Société inclusive et accessibilité universelle : de la « handicapisation » à la situation capacitante
Résumé
Une société n’est inclusive aux yeux de Charles Gardou qu’à la condition de pouvoir « offrir, au sein de l’ensemble commun, un "chez soi " pour tous. Sans neutraliser les besoins, désirs ou destins singuliers et les résorber dans le tout. » (Gardou, 2012, p.37). Il ne s’agit pas d’intégrer des catégories de personnes différentes, socialement constituées sur la base d’une caractéristique perçue à la fois comme un écart à la norme et comme un handicap. Le but est bien plutôt de transformer l’organisation sociale (y compris le système scolaire) dans son ensemble de manière à lui donner une configuration inclusive qui lui permette de moduler son fonctionnement, de se rendre accessible à tous et d’offrir ainsi à chacun la possibilité d’endosser les rôles sociaux grâce auxquels se forge l’identité personnelle, à travers l’existence et l’affiliation sociales (Ebersold, 2013, p. 16-17).
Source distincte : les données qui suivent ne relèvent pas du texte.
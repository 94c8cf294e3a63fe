//! Wiring of configuration, storage and the HTTP surface

use anyhow::Result;
use axum::Router;
use std::sync::Arc;
use tower_http::cors::CorsLayer;
use tracing::info;

use crate::analytics::{GeoProvider, GeoResolver, IpApiProvider, MaxMindProvider};
use crate::api::create_api_router;
use crate::auth::AuthService;
use crate::config::{Config, GeoConfig, GeoProviderKind};
use crate::notify::WebhookNotifier;
use crate::storage::Storage;
use crate::tracking::{create_tracking_router, TrackingEngine};

pub fn build_geo_provider(config: &GeoConfig) -> Result<Arc<dyn GeoProvider>> {
    let provider: Arc<dyn GeoProvider> = match config.provider {
        GeoProviderKind::IpApi => {
            info!("Geolocation via ip-api at {}", config.api_url);
            Arc::new(IpApiProvider::new(&config.api_url, config.timeout())?)
        }
        GeoProviderKind::MaxMind => {
            info!(
                city = config.city_db_path.as_deref().unwrap_or("-"),
                asn = config.asn_db_path.as_deref().unwrap_or("-"),
                "Geolocation via MaxMind databases"
            );
            Arc::new(MaxMindProvider::new(
                config.city_db_path.as_deref(),
                config.asn_db_path.as_deref(),
            )?)
        }
    };
    Ok(provider)
}

/// Tracking routes at the root, admin routes under `/api`
pub fn build_router(config: &Config, storage: Arc<dyn Storage>) -> Result<Router> {
    let provider = build_geo_provider(&config.geo)?;
    let geo = Arc::new(GeoResolver::new(
        provider,
        Arc::clone(&storage),
        config.geo.cache_ttl(),
        config.geo.timeout(),
    ));

    let notifier = WebhookNotifier::new(config.webhook.url.clone(), config.webhook.timeout())?;
    if notifier.is_enabled() {
        info!("Webhook notifications enabled");
    }

    let engine = Arc::new(TrackingEngine::new(
        Arc::clone(&storage),
        geo,
        Arc::new(notifier),
    ));

    if config.api.require_auth {
        info!("🔐 Admin API requires X-API-Key");
    } else {
        info!("🔓 Admin API authentication is disabled");
    }
    let auth_service = Arc::new(AuthService::new(
        config.api.require_auth,
        config.api.api_key.clone(),
    ));

    Ok(create_tracking_router(engine)
        .nest(
            "/api",
            create_api_router(storage, auth_service, config.public_base_url.clone()),
        )
        .layer(CorsLayer::permissive()))
}
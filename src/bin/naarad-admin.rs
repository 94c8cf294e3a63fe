use anyhow::{Context, Result};
use clap::{Parser, Subcommand};
use naarad::config::Config;
use naarad::models::TrackDimension;
use naarad::storage::{self, Storage};
use tracing_subscriber::EnvFilter;

#[derive(Parser)]
#[command(name = "naarad-admin")]
#[command(about = "Naarad database management CLI", long_about = None)]
struct Cli {
    #[command(subcommand)]
    command: Commands,
}

#[derive(Subcommand)]
enum Commands {
    /// Create tables and indexes
    Init,
    /// Add columns missing from an older tracks table
    Migrate,
    /// Run init, then migrate
    InitAll,
    /// Print aggregate counters
    Stats,
    /// Print one track and its clicks
    Show {
        /// Track identifier
        track_id: String,
    },
}

async fn migrate(storage: &dyn Storage) -> Result<()> {
    let added = storage
        .migrate()
        .await
        .context("Migration failed; run `naarad-admin init` first on an empty database")?;
    if added.is_empty() {
        println!("✓ Schema is up to date");
    } else {
        println!("✓ Added {} column(s): {}", added.len(), added.join(", "));
    }
    Ok(())
}

async fn show_stats(storage: &dyn Storage) -> Result<()> {
    let summary = storage.summary().await?;
    println!("Tracks:        {}", summary.total_unique);
    println!("Opens:         {}", summary.total_opens);
    println!("Clicks:        {}", summary.total_clicks);
    println!("Avg opens:     {:.2}", summary.avg_opens);

    for (title, dimension) in [
        ("Top countries", TrackDimension::Country),
        ("Devices", TrackDimension::DeviceType),
        ("Browsers", TrackDimension::Browser),
    ] {
        let rows = storage.group_counts(dimension, 10).await?;
        println!();
        println!("{}:", title);
        for row in rows {
            println!("  {:<30} {}", row.value, row.count);
        }
    }
    Ok(())
}

async fn show_track(storage: &dyn Storage, track_id: &str) -> Result<()> {
    let Some(track) = storage.get_track(track_id).await? else {
        println!("⚠ Track '{}' not found", track_id);
        return Ok(());
    };
    let clicks = storage.list_clicks(track_id).await?;

    println!("{}", serde_json::to_string_pretty(&track)?);
    println!();
    println!("{} click(s)", clicks.len());
    println!("{:<15} {:<10} {}", "Timestamp", "Link", "Target");
    println!("{}", "-".repeat(80));
    for click in clicks {
        println!("{:<15} {:<10} {}", click.timestamp, click.link_id, click.target_url);
    }
    Ok(())
}

#[tokio::main]
async fn main() -> Result<()> {
    tracing_subscriber::fmt()
        .with_env_filter(EnvFilter::try_from_default_env().unwrap_or_else(|_| "warn".into()))
        .init();

    let cli = Cli::parse();
    let config = Config::from_env()?;
    let storage = storage::connect(&config.database).await?;

    match cli.command {
        Commands::Init => {
            storage.init().await?;
            println!("✓ Database initialized ({})", config.database.url);
        }
        Commands::Migrate => migrate(storage.as_ref()).await?,
        Commands::InitAll => {
            storage.init().await?;
            println!("✓ Database initialized ({})", config.database.url);
            migrate(storage.as_ref()).await?;
        }
        Commands::Stats => show_stats(storage.as_ref()).await?,
        Commands::Show { track_id } => show_track(storage.as_ref(), &track_id).await?,
    }

    Ok(())
}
Un tel projet implique de mettre à distance les conceptions bio-médicales et défectologiques du handicap au profit d’une vision écologique et sociale. Concevoir le handicap sous cet angle, c’est s’intéresser aux mécanismes par lesquels la singularité individuelle peut faire l’objet d’une « handicapisation » (Noël et Ogay, 2017) qui a pour effet de la réduire au(x) trouble(s) ou aux difficultés qui ont pu être diagnostiqués. Dans cette perspective, la notion de situation capacitante, issue de l’approche environnementale de la Classification internationale du fonctionnement, du handicap et de la santé (CIF, OMS, 2001 ) et celle d’accessibilité universelle, développée dans la Convention relative aux droits des personnes handicapées (ONU, 2006), signée par la France en 2007 puis ratifiée en 2010, constituent des leviers à la fois institutionnels et épistémologiques susceptibles de modifier en profondeur les représentations et les pratiques sociales qui sont à l’origine du « processus de production du handicap » (Fougeyrollas, 2010).